Single by Rouge

from the album Blá Blá Blá
- Released: May 4, 2004
- Recorded: 2004
- Genre: Pop rock;
- Length: 3:59
- Label: Columbia; Sony;
- Songwriter: Rick Bonadio
- Producer: Rick Bonadio

Rouge singles chronology
| "Vem Cair na Zueira" (2003) | "Blá Blá Blá" (2004) | "Sem Você" (2004) |

Music video
- "Blá Blá Blá" on YouTube

= Blá Blá Blá (song) =

"Blá Blá Blá" is a song by the Brazilian girl group pop Rouge, and the lead single from her third studio album of the same name. The song was written and produced by Rick Bonadio, and became the girls' first song without the vocals of Luciana Andrade, who left the group in February 2004. It was released by Columbia Records on .

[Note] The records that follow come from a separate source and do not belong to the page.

// src/storage/local.rs

//! Local filesystem storage implementation.
//!
//! ## Storage Layout
//!
//! ```text
//! {root}/
//! └── {kind}/
//!     ├── {sha256(urn)}.json    # document bodies, keyed by self URN
//!     └── urls/
//!         └── {sha256(url)}.key # URL -> URN sidecar index
//! ```
//!
//! Writes are atomic (temp file + rename). Reads of missing keys return
//! `None` rather than an error.

use std::path::PathBuf;

use async_trait::async_trait;
use serde::{de::DeserializeOwned, Serialize};
use uuid::Uuid;

use crate::error::{AppError, Result};
use crate::models::{Document, DocumentSummary, Urn};
use crate::storage::{paths, upsert_key, DocumentStore};

/// Filesystem store backend.
#[derive(Clone)]
pub struct LocalStore {
    root_dir: PathBuf,
}

impl LocalStore {
    /// Create a new LocalStore rooted at the given directory.
    pub fn new(root_dir: impl Into<PathBuf>) -> Self {
        Self {
            root_dir: root_dir.into(),
        }
    }

    /// Logical key to absolute path under the store root.
    fn locate(&self, key: &str) -> PathBuf {
        self.root_dir.join(key)
    }

    /// Persist bytes under a logical key. The bytes land in a scratch file
    /// beside the target and are renamed over it, so a concurrent reader
    /// sees either the old document or the new one, never a torn write.
    async fn put_bytes(&self, key: &str, bytes: &[u8]) -> Result<()> {
        let target = self.locate(key);
        if let Some(parent) = target.parent() {
            tokio::fs::create_dir_all(parent).await?;
        }

        let stem = target
            .file_name()
            .and_then(|name| name.to_str())
            .unwrap_or("entry");
        let scratch = target.with_file_name(format!(".{stem}.{}", Uuid::new_v4().simple()));
        tokio::fs::write(&scratch, bytes).await?;
        tokio::fs::rename(&scratch, &target).await?;
        Ok(())
    }

    async fn put_json<T: Serialize + ?Sized>(&self, key: &str, value: &T) -> Result<()> {
        self.put_bytes(key, &serde_json::to_vec_pretty(value)?)
            .await
    }

    /// Bytes stored under a key; an absent key is `None`, not an error.
    async fn get_bytes(&self, key: &str) -> Result<Option<Vec<u8>>> {
        match tokio::fs::read(self.locate(key)).await {
            Ok(bytes) => Ok(Some(bytes)),
            Err(e) if e.kind() == std::io::ErrorKind::NotFound => Ok(None),
            Err(e) => Err(e.into()),
        }
    }

    async fn get_json<T: DeserializeOwned>(&self, key: &str) -> Result<Option<T>> {
        self.get_bytes(key)
            .await?
            .map(|bytes| serde_json::from_slice(&bytes))
            .transpose()
            .map_err(AppError::from)
    }

    /// Resolve a key (URN or URL) to the document file key.
    async fn resolve_key(&self, kind: &str, key: &str) -> Result<Option<String>> {
        if key.starts_with("urn:") {
            return Ok(Some(paths::document_key(kind, key)));
        }
        match self.get_bytes(&paths::url_index_key(kind, key)).await? {
            Some(bytes) => {
                let urn = String::from_utf8_lossy(&bytes).trim().to_string();
                Ok(Some(paths::document_key(kind, &urn)))
            }
            None => Ok(None),
        }
    }
}

#[async_trait]
impl DocumentStore for LocalStore {
    async fn get(&self, kind: &str, key: &str) -> Result<Option<Document>> {
        match self.resolve_key(kind, key).await? {
            Some(file_key) => self.get_json(&file_key).await,
            None => Ok(None),
        }
    }

    async fn etag(&self, kind: &str, key: &str) -> Result<Option<String>> {
        Ok(self
            .get(kind, key)
            .await?
            .and_then(|doc| doc.metadata.etag))
    }

    async fn upsert(&self, document: &Document) -> Result<Urn> {
        let urn = upsert_key(document)?;
        let kind = &document.metadata.kind;

        self.put_json(&paths::document_key(kind, urn.as_str()), document)
            .await?;
        if !document.metadata.url.is_empty() {
            self.put_bytes(
                &paths::url_index_key(kind, &document.metadata.url),
                urn.as_str().as_bytes(),
            )
            .await?;
        }
        Ok(urn)
    }

    async fn list(&self, kind: &str) -> Result<Vec<DocumentSummary>> {
        let dir = self.locate(&paths::kind_prefix(kind));
        let mut entries = match tokio::fs::read_dir(&dir).await {
            Ok(entries) => entries,
            Err(e) if e.kind() == std::io::ErrorKind::NotFound => return Ok(Vec::new()),
            Err(e) => return Err(AppError::Io(e)),
        };

        let mut summaries = Vec::new();
        while let Some(entry) = entries.next_entry().await? {
            let path = entry.path();
            if path.extension().and_then(|e| e.to_str()) != Some("json") {
                continue;
            }
            let bytes = tokio::fs::read(&path).await?;
            let doc: Document = serde_json::from_slice(&bytes)?;
            if let Some(urn) = doc.self_urn() {
                summaries.push(DocumentSummary {
                    urn: urn.clone(),
                    url: doc.metadata.url.clone(),
                    version: doc.metadata.version,
                    etag: doc.metadata.etag.clone(),
                });
            }
        }
        summaries.sort_by(|a, b| a.urn.cmp(&b.urn));
        Ok(summaries)
    }

    async fn delete(&self, kind: &str, urn: &Urn) -> Result<()> {
        let file_key = paths::document_key(kind, urn.as_str());
        // Remove the URL index entry first; it needs the stored URL.
        if let Some(doc) = self.get_json::<Document>(&file_key).await? {
            if !doc.metadata.url.is_empty() {
                let index_path = self.locate(&paths::url_index_key(kind, &doc.metadata.url));
                match tokio::fs::remove_file(&index_path).await {
                    Ok(()) => {}
                    Err(e) if e.kind() == std::io::ErrorKind::NotFound => {}
                    Err(e) => return Err(AppError::Io(e)),
                }
            }
        }
        match tokio::fs::remove_file(self.locate(&file_key)).await {
            Ok(()) => Ok(()),
            Err(e) if e.kind() == std::io::ErrorKind::NotFound => Ok(()),
            Err(e) => Err(AppError::Io(e)),
        }
    }

    async fn count(&self, kind: &str) -> Result<usize> {
        Ok(self.list(kind).await?.len())
    }
}

#[cfg(test)]
mod tests {
    use super::*;
    use serde_json::json;
    use tempfile::TempDir;

    fn sample_document(id: u64, url: &str) -> Document {
        let mut doc = Document::from_value("repo", url, json!({ "id": id }));
        doc.add_self_and_siblings(
            Urn::entity("repo", id),
            Urn::collection(&Urn::entity("user", 1), "repos"),
        );
        doc
    }

    #[tokio::test]
    async fn test_put_bytes_creates_nested_dirs_and_overwrites() {
        let tmp = TempDir::new().unwrap();
        let store = LocalStore::new(tmp.path());

        store
            .put_bytes("repo/urls/deadbeef.key", b"urn:repo:1")
            .await
            .unwrap();
        store
            .put_bytes("repo/urls/deadbeef.key", b"urn:repo:2")
            .await
            .unwrap();

        // Rename-over-existing leaves only the latest content.
        let stored = store.get_bytes("repo/urls/deadbeef.key").await.unwrap();
        assert_eq!(stored, Some(b"urn:repo:2".to_vec()));

        // No scratch files survive a completed write.
        let mut dir = tokio::fs::read_dir(tmp.path().join("repo/urls")).await.unwrap();
        let mut names = Vec::new();
        while let Some(entry) = dir.next_entry().await.unwrap() {
            names.push(entry.file_name().to_string_lossy().into_owned());
        }
        assert_eq!(names, vec!["deadbeef.key".to_string()]);
    }

    #[tokio::test]
    async fn test_get_bytes_absent_key_is_none() {
        let tmp = TempDir::new().unwrap();
        let store = LocalStore::new(tmp.path());
        assert!(store.get_bytes("repo/missing.json").await.unwrap().is_none());
        assert!(store
            .get_json::<Document>("repo/missing.json")
            .await
            .unwrap()
            .is_none());
    }

    #[tokio::test]
    async fn test_upsert_then_get_both_forms() {
        let tmp = TempDir::new().unwrap();
        let store = LocalStore::new(tmp.path());

        let doc = sample_document(12, "http://foo/repo/12");
        let urn = store.upsert(&doc).await.unwrap();
        assert_eq!(urn, Urn::entity("repo", 12));

        let by_urn = store.get("repo", "urn:repo:12").await.unwrap().unwrap();
        let by_url = store.get("repo", "http://foo/repo/12").await.unwrap().unwrap();
        assert_eq!(by_urn, by_url);
    }

    #[tokio::test]
    async fn test_list_and_count() {
        let tmp = TempDir::new().unwrap();
        let store = LocalStore::new(tmp.path());

        store.upsert(&sample_document(1, "http://r/1")).await.unwrap();
        store.upsert(&sample_document(2, "http://r/2")).await.unwrap();

        let listed = store.list("repo").await.unwrap();
        assert_eq!(listed.len(), 2);
        assert_eq!(listed[0].urn, Urn::entity("repo", 1));
        assert_eq!(store.count("repo").await.unwrap(), 2);
        assert_eq!(store.count("user").await.unwrap(), 0);
    }

    #[tokio::test]
    async fn test_delete_removes_both_keys() {
        let tmp = TempDir::new().unwrap();
        let store = LocalStore::new(tmp.path());

        let doc = sample_document(12, "http://foo/repo/12");
        store.upsert(&doc).await.unwrap();
        store.delete("repo", &Urn::entity("repo", 12)).await.unwrap();

        assert!(store.get("repo", "urn:repo:12").await.unwrap().is_none());
        assert!(store
            .get("repo", "http://foo/repo/12")
            .await
            .unwrap()
            .is_none());
    }
}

"Blá Blá Blá" has a dominant pop rock style, where the girls sing in a more aggressive tone about the rumors that the media have invented about them. Aline Wirley, just like in the previous single, "Vem Cair na Zueira", makes a rap in the song. The music video also shows the group's more "somber" look, also showing the evolution of the girls. The clip was also nominated for MTV Video Music Brasil 2004. The song was promoted in numerous TV programs. The group have performed the song on their tours, from the Blá Blá Blá Tour (2004), Mil e Uma Noites Tour (2005), Chá Rouge Tour (2017) and 15 Anos Tour (2018).

==Background==
After the success of their second studio album, C'est La Vie (2003), on February 11, 2004, Luciana Andrade officially announced her disbandment from the group. "Nothing in life is just roses. There's a moment that we need to change. I felt this very strong these times. I'm at peace with my decision. Each one follows their road", she said. According to sources, the singer left the band due to overworking —there were days the girls had a 20-hour schedule— and low payment. As for others, including by the singer herself, her departure "was a matter of musical ideology. There came a time when her work in the group wasn't fulfilling her wishes", the singer's husband said. "Rouge will go on with four energy-filled girls," affirmed Elisabetta Zenatti, their manager. "It's a big change. Rouge is one. You can't introduce a new member. This reflects in our work. We chose to continue our history as well", Fantine Thó added.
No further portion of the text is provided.